__What to produce__:
Go through the records and report each line in which the word "symbol" occurs.

· · · · ·

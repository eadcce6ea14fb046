//! Per-cycle position and equity snapshots.

use chrono::{DateTime, Utc};
use std::fmt;
use std::str::FromStr;

pub type WalletId = i64;
pub type SnapshotId = i64;

/// Direction of an open position.
#[derive(Debug, Clone, Copy, PartialEq, Eq, Hash)]
pub enum PositionSide {
    Long,
    Short,
}

impl PositionSide {
    pub fn as_str(&self) -> &'static str {
        match self {
            PositionSide::Long => "LONG",
            PositionSide::Short => "SHORT",
        }
    }
}

impl fmt::Display for PositionSide {
    fn fmt(&self, f: &mut fmt::Formatter<'_>) -> fmt::Result {
        f.write_str(self.as_str())
    }
}

impl FromStr for PositionSide {
    type Err = String;

    fn from_str(s: &str) -> Result<Self, Self::Err> {
        match s.trim().to_lowercase().as_str() {
            "long" | "buy" | "b" | "bid" => Ok(PositionSide::Long),
            "short" | "sell" | "a" | "ask" => Ok(PositionSide::Short),
            other => Err(format!("unknown position side: {other:?}")),
        }
    }
}

/// How a snapshot's leverage/equity_used was obtained.
#[derive(Debug, Clone, Copy, PartialEq, Eq, Hash)]
pub enum CalculationMethod {
    MarginDelta,
    MarginRate,
    Unknown,
}

impl CalculationMethod {
    pub fn as_str(&self) -> &'static str {
        match self {
            CalculationMethod::MarginDelta => "margin_delta",
            CalculationMethod::MarginRate => "margin_rate",
            CalculationMethod::Unknown => "unknown",
        }
    }

    /// Lenient decode for stored values; anything unrecognised is `Unknown`.
    pub fn parse(s: &str) -> Self {
        match s {
            "margin_delta" => CalculationMethod::MarginDelta,
            "margin_rate" => CalculationMethod::MarginRate,
            _ => CalculationMethod::Unknown,
        }
    }
}

impl fmt::Display for CalculationMethod {
    fn fmt(&self, f: &mut fmt::Formatter<'_>) -> fmt::Result {
        f.write_str(self.as_str())
    }
}

/// Result of a leverage inference. Either both values are present or neither.
#[derive(Debug, Clone, Copy, PartialEq)]
pub struct LeverageEstimate {
    pub leverage: Option<f64>,
    pub equity_used: Option<f64>,
    pub method: CalculationMethod,
}

impl LeverageEstimate {
    pub fn unknown() -> Self {
        LeverageEstimate {
            leverage: None,
            equity_used: None,
            method: CalculationMethod::Unknown,
        }
    }

    pub fn resolved(leverage: f64, equity_used: f64, method: CalculationMethod) -> Self {
        LeverageEstimate {
            leverage: Some(leverage),
            equity_used: Some(equity_used),
            method,
        }
    }

    pub fn is_resolved(&self) -> bool {
        self.leverage.is_some() && self.equity_used.is_some()
    }
}

#[derive(Debug, Clone, PartialEq)]
pub struct PositionSnapshot {
    pub id: Option<SnapshotId>,
    pub wallet_id: WalletId,
    /// Lifecycle row this snapshot belongs to; `None` for closing sentinels
    /// with no open position.
    pub position_id: Option<i64>,
    pub symbol: String,
    pub side: PositionSide,
    pub size: f64,
    pub entry_price: f64,
    pub mark_price: Option<f64>,
    pub leverage: Option<f64>,
    pub equity_used: Option<f64>,
    pub calculation_method: CalculationMethod,
    pub margin_total_at_snapshot: Option<f64>,
    pub timestamp: DateTime<Utc>,
    /// First timestamp of the session. `None` on closing sentinels.
    pub opened_at: Option<DateTime<Utc>>,
}

impl PositionSnapshot {
    /// `size == 0` marks "no open position this cycle".
    pub fn is_sentinel(&self) -> bool {
        self.size <= 0.0
    }

    pub fn is_open(&self) -> bool {
        !self.is_sentinel()
    }

    pub fn estimate(&self) -> LeverageEstimate {
        LeverageEstimate {
            leverage: self.leverage,
            equity_used: self.equity_used,
            method: self.calculation_method,
        }
    }

    pub fn has_resolved_leverage(&self) -> bool {
        self.estimate().is_resolved()
    }

    /// Notional at the best known price (mark, else entry).
    pub fn notional(&self) -> f64 {
        self.size * self.mark_price.unwrap_or(self.entry_price)
    }

    /// Copy with leverage fields replaced. Snapshots are never mutated in place.
    pub fn with_estimate(&self, estimate: LeverageEstimate) -> Self {
        PositionSnapshot {
            leverage: estimate.leverage,
            equity_used: estimate.equity_used,
            calculation_method: estimate.method,
            ..self.clone()
        }
    }
}

#[derive(Debug, Clone, PartialEq)]
pub struct EquitySnapshot {
    pub wallet_id: WalletId,
    pub timestamp: DateTime<Utc>,
    pub total_equity: f64,
    pub available_balance: f64,
    pub unrealized_pnl: f64,
    pub realized_pnl: f64,
    pub total_margin_used: Option<f64>,
}

#[cfg(test)]
mod tests {
    use super::*;
    use chrono::TimeZone;

    fn sample() -> PositionSnapshot {
        PositionSnapshot {
            id: None,
            wallet_id: 1,
            position_id: None,
            symbol: "BTC-USDT".into(),
            side: PositionSide::Long,
            size: 0.5,
            entry_price: 60_000.0,
            mark_price: Some(62_000.0),
            leverage: None,
            equity_used: None,
            calculation_method: CalculationMethod::Unknown,
            margin_total_at_snapshot: Some(100.0),
            timestamp: Utc.with_ymd_and_hms(2024, 3, 1, 12, 0, 0).unwrap(),
            opened_at: None,
        }
    }

    #[test]
    fn notional_prefers_mark_price() {
        let snap = sample();
        assert!((snap.notional() - 31_000.0).abs() < f64::EPSILON);

        let no_mark = PositionSnapshot {
            mark_price: None,
            ..sample()
        };
        assert!((no_mark.notional() - 30_000.0).abs() < f64::EPSILON);
    }

    #[test]
    fn with_estimate_leaves_original_untouched() {
        let snap = sample();
        let annotated =
            snap.with_estimate(LeverageEstimate::resolved(10.0, 3_100.0, CalculationMethod::MarginRate));
        assert!(snap.leverage.is_none());
        assert_eq!(annotated.leverage, Some(10.0));
        assert_eq!(annotated.calculation_method, CalculationMethod::MarginRate);
        assert!(annotated.has_resolved_leverage());
    }

    #[test]
    fn zero_size_is_sentinel() {
        let snap = PositionSnapshot {
            size: 0.0,
            ..sample()
        };
        assert!(snap.is_sentinel());
        assert!(!snap.is_open());
    }

    #[test]
    fn side_parses_exchange_spellings() {
        assert_eq!("b".parse::<PositionSide>(), Ok(PositionSide::Long));
        assert_eq!("SHORT".parse::<PositionSide>(), Ok(PositionSide::Short));
        assert!("flat".parse::<PositionSide>().is_err());
    }

    #[test]
    fn calculation_method_round_trip() {
        for m in [
            CalculationMethod::MarginDelta,
            CalculationMethod::MarginRate,
            CalculationMethod::Unknown,
        ] {
            assert_eq!(CalculationMethod::parse(m.as_str()), m);
        }
        assert_eq!(CalculationMethod::parse("pending"), CalculationMethod::Unknown);
    }
}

· · · · ·

__Written answer__:
    pub symbol: String,
            symbol: "BTC-USDT".into(),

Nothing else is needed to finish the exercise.